Microsoft is valiantly pushing the Windows Phone platform, and the new OS receives largely positive reviews. I just received a Samsung Focus on AT&T running WP7, and am impressed with the handset. This first look review concentrates on the phone hardware, as a totally new platform such as Windows Phone requires proper time to form valid opinions.
The Focus is as thin as any smartphone on the market, and fits perfectly in the hand. The only complaint I have about the hardware, and it is minor, is that the plastic construction makes the Focus so light it doesn't feel "substantial" in the hand. I have almost dropped it a couple of times already due to the light weight. Otherwise, it is a really nice handset with a great screen, which is typical for Samsung devices.
|Image Gallery: Check out the Samsung Focus Windows Phone from ATT.|
- Carrier: AT&T
- Communications: GPRS Class 10, EDGE Class 10, HSDPA, Bluetooth, Wi-Fi, GPS, FM Radio
- Display: 4-inch Super AMOLED (480x800), multitouch
- Processor: Snapdragon 1GHz
- OS: Windows Phone 7
- Camera: 5MP, autofocus, flash, 4x digital zoom
- Memory: 512MB/1GB (RAM/ROM)
- Storage: 8GB onboard
- Battery: 1500 mAh
- Size: 4.84” x 2.56” x 0.39"
- Weight: 4.07 ounces
- AT&T software: AT&T U-verse® Mobile, AT&T NavigatorSM, AT&T FamilyMap, AT&T Radio, AT&T myWireless
The brilliant display is the first thing that impresses when the Focus is turned on. The Super AMOLED is gorgeous, and the Snapdragon processor drives it snappily through its paces. The entire screen refresh is fluid and graceful, something WP7 shows off to good effect with the live tiles.

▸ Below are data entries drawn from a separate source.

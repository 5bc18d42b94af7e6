// Candlescope - Candlestick chart analysis desktop client
//
// This is the library crate containing the session state machine, the backend
// process supervisor and the analysis pipeline. The binary crate (main.rs)
// builds the application context and runs the window.

pub mod commands;
pub mod config;
pub mod logging;
pub mod metrics;
pub mod models;
pub mod presentation;
pub mod services;
pub mod session;
pub mod state;
pub mod supervisor;
pub mod ui;

// Re-export commonly used types for convenience
pub use config::ConfigManager;
pub use models::{AnalysisResult, SessionPhase, SessionState, Settings};
pub use session::AnalysisSession;
pub use state::{SessionChange, SessionError, SessionManager};
pub use supervisor::{ClosePolicy, Supervisor, SupervisorPhase, WindowHost};

/// Application version
pub const VERSION: &str = env!("CARGO_PKG_VERSION");

/// Application name
pub const APP_NAME: &str = env!("CARGO_PKG_NAME");

/// Directory holding `candlescope.yaml`
pub const CONFIG_DIR: &str = "Candlescope Data";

The 5MP camera works well and takes reasonable photos, although it won't replace your dedicated "point and shoot". The video camera takes 720p video which is of decent quality, as is par for Samsung phones. The autofocus works as expected, and the LED flash comes in handy in low lighting conditions.
Battery life on the Samsung Focus is not bad, and lasts all day with normal usage. The charging is done through the microUSB port on the top of the phone, which is an inconvenient placement for it. The USB cable supplied with the Focus is only 2 feet long, making it impossible to plug into an outlet on a power strip on the floor and set the Focus on a table. This is a major pet peeve of mine, supplying ridiculously short charging cables with devices.
I will be testing the Samsung Focus for a while, and will spend some quality time with Windows Phone 7 to review it later. I am finding it enjoyable to use the new OS; the word "refreshing" keeps coming to mind while I use it.